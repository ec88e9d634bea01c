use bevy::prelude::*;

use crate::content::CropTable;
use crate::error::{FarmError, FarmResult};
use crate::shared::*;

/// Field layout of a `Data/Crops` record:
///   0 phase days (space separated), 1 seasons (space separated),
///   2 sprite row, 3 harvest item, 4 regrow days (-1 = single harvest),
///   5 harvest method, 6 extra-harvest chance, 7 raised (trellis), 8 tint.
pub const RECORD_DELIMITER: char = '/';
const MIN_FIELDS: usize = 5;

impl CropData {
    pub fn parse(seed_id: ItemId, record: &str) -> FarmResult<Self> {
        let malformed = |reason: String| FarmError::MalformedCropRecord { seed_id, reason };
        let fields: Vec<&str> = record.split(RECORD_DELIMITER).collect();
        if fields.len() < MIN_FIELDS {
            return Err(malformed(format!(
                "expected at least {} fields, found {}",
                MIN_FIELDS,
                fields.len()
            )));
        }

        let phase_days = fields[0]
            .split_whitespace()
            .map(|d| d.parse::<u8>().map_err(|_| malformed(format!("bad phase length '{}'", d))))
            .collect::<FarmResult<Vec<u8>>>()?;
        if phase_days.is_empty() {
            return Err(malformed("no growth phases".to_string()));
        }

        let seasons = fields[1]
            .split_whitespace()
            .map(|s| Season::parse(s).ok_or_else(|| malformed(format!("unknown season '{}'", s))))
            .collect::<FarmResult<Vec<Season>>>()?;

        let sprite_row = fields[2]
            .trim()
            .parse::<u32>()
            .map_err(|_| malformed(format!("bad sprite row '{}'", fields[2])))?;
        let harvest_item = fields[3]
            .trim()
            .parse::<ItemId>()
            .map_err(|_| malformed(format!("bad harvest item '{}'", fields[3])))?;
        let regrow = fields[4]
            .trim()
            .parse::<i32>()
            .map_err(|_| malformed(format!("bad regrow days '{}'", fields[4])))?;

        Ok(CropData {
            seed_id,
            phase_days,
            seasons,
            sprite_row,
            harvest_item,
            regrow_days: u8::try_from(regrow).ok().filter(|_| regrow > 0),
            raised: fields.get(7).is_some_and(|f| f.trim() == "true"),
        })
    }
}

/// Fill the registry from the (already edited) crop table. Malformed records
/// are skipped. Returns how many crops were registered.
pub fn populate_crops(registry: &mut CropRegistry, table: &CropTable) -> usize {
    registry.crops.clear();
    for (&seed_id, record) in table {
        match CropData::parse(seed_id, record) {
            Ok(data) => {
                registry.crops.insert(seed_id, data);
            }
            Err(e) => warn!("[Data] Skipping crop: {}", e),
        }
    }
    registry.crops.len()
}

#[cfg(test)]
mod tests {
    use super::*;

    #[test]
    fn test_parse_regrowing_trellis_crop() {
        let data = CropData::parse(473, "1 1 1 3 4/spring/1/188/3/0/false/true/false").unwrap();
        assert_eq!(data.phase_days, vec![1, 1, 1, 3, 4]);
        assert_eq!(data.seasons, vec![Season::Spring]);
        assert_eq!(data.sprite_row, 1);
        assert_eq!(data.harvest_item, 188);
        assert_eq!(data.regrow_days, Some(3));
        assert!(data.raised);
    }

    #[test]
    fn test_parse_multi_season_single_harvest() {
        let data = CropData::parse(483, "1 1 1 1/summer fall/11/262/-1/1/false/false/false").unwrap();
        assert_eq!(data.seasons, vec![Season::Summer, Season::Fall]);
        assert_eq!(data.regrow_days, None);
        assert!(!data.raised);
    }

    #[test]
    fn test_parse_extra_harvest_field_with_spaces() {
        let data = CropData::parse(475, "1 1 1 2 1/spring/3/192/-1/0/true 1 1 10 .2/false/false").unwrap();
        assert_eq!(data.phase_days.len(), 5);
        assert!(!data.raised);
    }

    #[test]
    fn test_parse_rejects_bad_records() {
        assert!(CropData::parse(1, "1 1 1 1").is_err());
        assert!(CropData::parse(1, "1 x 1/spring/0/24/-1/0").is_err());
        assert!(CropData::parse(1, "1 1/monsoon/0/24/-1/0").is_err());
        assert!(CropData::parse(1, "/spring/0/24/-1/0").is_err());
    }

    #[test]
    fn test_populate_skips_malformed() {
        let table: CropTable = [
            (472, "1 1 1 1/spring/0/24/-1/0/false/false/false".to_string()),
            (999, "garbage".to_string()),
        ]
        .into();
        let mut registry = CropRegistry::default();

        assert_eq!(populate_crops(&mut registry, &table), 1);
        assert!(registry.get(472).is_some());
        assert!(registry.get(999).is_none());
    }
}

==

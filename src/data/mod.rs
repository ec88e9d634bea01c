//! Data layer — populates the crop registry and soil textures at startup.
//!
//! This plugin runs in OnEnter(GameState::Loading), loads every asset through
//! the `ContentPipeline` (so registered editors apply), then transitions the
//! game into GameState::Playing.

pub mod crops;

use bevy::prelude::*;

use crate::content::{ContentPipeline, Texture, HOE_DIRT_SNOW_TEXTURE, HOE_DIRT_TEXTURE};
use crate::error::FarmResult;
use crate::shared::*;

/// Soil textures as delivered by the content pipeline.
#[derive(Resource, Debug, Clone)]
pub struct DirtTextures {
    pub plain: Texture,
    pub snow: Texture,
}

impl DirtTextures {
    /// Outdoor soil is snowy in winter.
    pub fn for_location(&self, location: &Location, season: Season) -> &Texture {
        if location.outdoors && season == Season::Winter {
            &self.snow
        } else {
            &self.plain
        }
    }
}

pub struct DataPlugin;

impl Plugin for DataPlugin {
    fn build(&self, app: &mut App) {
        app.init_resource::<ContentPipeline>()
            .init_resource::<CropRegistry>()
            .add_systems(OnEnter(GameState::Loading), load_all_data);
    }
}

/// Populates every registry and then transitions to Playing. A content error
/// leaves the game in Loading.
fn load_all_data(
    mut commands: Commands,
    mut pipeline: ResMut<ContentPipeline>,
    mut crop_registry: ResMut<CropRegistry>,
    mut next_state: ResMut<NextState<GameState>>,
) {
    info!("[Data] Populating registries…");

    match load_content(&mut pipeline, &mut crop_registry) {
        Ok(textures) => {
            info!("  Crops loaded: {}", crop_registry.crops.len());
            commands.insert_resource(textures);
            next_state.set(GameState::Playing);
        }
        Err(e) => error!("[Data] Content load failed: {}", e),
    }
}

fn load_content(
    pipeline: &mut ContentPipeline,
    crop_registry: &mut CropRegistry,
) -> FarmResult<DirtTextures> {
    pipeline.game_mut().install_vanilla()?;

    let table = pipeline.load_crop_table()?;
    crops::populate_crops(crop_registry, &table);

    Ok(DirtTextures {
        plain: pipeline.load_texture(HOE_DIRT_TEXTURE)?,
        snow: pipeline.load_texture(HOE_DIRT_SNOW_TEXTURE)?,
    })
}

...

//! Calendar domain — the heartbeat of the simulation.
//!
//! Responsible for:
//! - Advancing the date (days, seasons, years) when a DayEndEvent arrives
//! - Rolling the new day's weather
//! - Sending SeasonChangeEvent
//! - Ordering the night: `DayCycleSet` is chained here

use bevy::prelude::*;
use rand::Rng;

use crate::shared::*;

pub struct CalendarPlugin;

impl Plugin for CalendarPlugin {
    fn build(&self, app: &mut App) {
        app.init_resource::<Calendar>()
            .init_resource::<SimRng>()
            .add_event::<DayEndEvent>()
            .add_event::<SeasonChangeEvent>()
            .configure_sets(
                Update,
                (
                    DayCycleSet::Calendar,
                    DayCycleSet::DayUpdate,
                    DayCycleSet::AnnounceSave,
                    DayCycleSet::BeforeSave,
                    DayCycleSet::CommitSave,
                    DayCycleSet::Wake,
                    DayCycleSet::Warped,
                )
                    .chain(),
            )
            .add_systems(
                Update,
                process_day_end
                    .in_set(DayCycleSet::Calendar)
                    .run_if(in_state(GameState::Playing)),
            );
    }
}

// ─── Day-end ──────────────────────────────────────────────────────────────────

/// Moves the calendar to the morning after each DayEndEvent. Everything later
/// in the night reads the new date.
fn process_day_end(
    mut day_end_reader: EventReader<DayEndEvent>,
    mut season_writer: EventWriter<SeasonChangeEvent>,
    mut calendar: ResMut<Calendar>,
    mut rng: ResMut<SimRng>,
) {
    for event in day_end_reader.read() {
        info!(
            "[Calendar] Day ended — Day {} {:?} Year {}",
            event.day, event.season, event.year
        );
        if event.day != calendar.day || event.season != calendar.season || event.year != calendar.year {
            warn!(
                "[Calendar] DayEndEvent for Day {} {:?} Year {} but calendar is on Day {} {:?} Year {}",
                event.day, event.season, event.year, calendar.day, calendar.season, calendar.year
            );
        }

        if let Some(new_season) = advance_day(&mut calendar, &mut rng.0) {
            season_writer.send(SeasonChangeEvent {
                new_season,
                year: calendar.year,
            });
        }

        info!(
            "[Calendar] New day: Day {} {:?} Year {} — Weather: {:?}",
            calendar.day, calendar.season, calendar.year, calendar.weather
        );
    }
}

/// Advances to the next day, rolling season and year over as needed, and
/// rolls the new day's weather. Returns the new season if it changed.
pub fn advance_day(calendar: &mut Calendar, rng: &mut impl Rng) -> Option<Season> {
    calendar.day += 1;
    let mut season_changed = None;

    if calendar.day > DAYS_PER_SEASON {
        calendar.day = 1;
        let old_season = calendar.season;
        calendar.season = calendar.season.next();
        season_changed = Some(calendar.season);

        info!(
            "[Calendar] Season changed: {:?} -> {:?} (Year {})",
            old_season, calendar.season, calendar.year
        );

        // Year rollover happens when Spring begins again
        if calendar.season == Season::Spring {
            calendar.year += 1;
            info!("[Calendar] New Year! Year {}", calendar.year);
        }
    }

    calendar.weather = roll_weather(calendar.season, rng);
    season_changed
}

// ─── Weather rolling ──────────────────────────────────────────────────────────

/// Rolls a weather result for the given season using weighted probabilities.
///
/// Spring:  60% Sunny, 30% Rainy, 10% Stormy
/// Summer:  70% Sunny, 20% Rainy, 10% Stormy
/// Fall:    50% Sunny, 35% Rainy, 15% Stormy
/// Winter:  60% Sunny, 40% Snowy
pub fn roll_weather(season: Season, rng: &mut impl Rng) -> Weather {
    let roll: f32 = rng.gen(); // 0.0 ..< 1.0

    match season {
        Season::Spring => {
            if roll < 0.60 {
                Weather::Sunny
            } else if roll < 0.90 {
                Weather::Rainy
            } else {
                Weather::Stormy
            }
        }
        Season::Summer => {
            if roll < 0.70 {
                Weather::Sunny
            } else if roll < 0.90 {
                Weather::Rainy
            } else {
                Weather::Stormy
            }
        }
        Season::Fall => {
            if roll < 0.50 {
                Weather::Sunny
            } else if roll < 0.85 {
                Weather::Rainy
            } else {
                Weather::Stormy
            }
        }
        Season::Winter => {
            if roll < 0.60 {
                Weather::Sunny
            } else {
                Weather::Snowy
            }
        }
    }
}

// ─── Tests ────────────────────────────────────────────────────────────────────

## TASK TO COMPLETE
Provide the number of lines in the records above that contain the word "DayCycleSet", with no additional words.

## PROBLEM SOLUTION
9